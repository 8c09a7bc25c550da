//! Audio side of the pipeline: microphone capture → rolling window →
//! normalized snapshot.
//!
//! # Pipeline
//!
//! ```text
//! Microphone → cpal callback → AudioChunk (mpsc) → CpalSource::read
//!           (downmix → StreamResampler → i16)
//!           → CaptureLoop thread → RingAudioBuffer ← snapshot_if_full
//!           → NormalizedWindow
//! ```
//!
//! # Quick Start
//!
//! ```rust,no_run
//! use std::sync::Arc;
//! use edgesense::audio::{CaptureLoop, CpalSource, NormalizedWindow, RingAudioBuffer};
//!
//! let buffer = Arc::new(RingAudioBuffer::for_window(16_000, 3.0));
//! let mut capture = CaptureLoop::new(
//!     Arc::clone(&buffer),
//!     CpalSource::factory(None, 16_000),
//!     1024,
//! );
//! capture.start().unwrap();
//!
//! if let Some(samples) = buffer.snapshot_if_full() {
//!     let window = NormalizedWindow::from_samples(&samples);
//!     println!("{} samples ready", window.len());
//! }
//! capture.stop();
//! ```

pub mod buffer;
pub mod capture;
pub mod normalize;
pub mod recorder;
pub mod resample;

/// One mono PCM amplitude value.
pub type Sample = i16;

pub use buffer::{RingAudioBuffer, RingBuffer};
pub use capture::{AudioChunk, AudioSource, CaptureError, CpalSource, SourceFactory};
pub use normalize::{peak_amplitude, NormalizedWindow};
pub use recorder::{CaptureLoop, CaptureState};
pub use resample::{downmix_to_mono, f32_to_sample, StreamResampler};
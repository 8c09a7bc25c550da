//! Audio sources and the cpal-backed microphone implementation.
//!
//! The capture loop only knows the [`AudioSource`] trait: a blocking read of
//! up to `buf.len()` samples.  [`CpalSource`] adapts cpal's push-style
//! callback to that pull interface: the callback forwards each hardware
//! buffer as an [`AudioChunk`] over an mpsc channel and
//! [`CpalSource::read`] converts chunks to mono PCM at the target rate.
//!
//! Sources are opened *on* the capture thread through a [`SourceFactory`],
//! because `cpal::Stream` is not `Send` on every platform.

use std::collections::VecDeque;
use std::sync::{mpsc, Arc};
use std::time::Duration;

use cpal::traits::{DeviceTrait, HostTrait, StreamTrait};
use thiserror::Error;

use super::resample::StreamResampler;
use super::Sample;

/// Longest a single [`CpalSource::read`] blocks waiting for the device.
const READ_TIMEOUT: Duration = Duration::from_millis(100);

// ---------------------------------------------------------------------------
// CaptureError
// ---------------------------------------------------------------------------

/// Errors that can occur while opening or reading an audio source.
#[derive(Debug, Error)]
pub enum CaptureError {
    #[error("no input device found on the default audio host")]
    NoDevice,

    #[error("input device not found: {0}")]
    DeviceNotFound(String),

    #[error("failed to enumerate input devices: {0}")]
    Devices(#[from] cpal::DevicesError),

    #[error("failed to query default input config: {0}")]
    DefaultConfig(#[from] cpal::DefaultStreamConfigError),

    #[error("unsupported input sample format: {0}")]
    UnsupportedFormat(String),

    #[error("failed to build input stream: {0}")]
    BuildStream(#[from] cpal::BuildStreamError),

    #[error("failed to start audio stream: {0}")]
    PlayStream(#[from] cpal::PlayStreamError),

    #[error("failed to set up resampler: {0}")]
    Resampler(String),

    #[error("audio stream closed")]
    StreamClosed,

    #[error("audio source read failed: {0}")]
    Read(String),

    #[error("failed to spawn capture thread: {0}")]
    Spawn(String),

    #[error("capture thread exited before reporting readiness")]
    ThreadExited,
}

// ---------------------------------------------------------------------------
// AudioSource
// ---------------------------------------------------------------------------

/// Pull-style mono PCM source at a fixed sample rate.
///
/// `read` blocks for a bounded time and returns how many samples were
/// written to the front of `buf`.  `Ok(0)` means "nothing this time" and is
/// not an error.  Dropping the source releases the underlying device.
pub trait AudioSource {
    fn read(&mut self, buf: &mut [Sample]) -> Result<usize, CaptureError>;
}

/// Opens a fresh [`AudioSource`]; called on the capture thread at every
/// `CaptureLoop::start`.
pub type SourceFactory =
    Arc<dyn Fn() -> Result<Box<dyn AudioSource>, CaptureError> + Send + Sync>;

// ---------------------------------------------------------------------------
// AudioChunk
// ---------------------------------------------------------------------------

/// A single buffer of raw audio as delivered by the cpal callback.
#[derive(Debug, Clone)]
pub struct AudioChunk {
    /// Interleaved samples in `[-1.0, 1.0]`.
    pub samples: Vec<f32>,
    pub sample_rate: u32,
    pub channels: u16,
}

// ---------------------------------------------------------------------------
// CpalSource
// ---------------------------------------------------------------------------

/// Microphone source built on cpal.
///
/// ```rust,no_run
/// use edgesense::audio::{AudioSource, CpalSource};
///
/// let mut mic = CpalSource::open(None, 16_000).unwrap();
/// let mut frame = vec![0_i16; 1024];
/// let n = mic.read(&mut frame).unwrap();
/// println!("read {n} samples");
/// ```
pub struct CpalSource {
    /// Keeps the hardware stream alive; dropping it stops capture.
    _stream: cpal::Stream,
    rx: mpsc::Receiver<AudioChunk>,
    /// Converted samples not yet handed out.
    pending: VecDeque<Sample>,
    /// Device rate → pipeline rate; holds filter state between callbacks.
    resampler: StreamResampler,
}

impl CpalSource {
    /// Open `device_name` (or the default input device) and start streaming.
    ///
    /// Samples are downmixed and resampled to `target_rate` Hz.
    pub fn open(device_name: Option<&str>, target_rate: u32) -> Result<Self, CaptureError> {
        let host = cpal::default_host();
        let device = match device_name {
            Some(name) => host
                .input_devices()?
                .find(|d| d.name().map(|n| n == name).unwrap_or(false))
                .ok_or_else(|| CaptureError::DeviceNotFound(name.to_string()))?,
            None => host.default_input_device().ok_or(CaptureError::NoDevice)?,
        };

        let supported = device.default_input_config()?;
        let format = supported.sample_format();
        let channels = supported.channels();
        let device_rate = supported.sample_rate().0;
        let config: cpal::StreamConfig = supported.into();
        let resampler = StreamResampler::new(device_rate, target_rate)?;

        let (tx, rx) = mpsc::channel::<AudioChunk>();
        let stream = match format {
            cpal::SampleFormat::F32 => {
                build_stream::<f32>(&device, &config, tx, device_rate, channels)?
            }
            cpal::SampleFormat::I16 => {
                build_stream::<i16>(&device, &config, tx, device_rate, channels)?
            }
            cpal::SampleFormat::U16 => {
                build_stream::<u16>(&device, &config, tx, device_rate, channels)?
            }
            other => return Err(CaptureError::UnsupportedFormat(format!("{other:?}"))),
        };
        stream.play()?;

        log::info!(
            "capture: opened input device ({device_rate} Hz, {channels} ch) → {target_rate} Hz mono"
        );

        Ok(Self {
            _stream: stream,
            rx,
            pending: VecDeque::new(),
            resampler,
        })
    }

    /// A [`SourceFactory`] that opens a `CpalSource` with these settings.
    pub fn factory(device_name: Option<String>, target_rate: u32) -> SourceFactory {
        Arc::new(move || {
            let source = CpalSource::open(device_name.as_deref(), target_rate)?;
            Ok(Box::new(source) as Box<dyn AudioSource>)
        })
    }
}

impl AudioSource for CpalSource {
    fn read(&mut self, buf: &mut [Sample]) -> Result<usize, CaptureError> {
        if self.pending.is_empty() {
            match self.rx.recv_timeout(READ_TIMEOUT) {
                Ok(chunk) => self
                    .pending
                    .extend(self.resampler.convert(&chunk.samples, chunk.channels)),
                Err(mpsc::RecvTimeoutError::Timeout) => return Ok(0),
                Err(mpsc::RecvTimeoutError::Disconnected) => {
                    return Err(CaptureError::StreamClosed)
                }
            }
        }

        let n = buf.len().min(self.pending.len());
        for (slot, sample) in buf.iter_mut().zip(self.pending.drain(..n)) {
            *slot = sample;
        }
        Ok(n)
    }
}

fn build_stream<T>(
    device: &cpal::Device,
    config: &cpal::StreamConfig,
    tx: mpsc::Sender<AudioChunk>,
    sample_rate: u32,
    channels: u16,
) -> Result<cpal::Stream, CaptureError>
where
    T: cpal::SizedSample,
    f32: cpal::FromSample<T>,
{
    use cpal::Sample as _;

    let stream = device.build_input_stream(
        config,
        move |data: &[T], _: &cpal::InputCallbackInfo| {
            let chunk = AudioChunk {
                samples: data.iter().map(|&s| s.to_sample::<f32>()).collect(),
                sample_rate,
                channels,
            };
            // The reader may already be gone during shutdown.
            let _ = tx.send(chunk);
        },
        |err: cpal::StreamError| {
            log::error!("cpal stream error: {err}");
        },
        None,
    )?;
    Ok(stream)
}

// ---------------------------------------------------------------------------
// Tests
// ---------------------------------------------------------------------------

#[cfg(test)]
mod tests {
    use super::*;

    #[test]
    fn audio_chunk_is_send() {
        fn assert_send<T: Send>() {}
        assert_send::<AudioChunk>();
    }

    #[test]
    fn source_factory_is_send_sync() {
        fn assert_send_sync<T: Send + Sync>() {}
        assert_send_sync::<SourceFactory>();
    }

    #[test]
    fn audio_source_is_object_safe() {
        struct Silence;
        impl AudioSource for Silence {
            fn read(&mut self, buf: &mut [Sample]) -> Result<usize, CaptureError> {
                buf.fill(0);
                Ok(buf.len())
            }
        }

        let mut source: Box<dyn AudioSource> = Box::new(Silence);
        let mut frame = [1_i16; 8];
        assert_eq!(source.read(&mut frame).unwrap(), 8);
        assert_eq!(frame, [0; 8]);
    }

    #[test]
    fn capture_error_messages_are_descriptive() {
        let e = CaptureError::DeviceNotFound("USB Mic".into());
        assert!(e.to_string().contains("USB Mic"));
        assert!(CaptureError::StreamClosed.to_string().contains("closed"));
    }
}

++++++++++

HOW TO COMPLETE THIS TASK: If a line in the records contains the word "usize", copy it out.

PROBLEM SOLUTION:
    fn read(&mut self, buf: &mut [Sample]) -> Result<usize, CaptureError>;
    fn read(&mut self, buf: &mut [Sample]) -> Result<usize, CaptureError> {
            fn read(&mut self, buf: &mut [Sample]) -> Result<usize, CaptureError> {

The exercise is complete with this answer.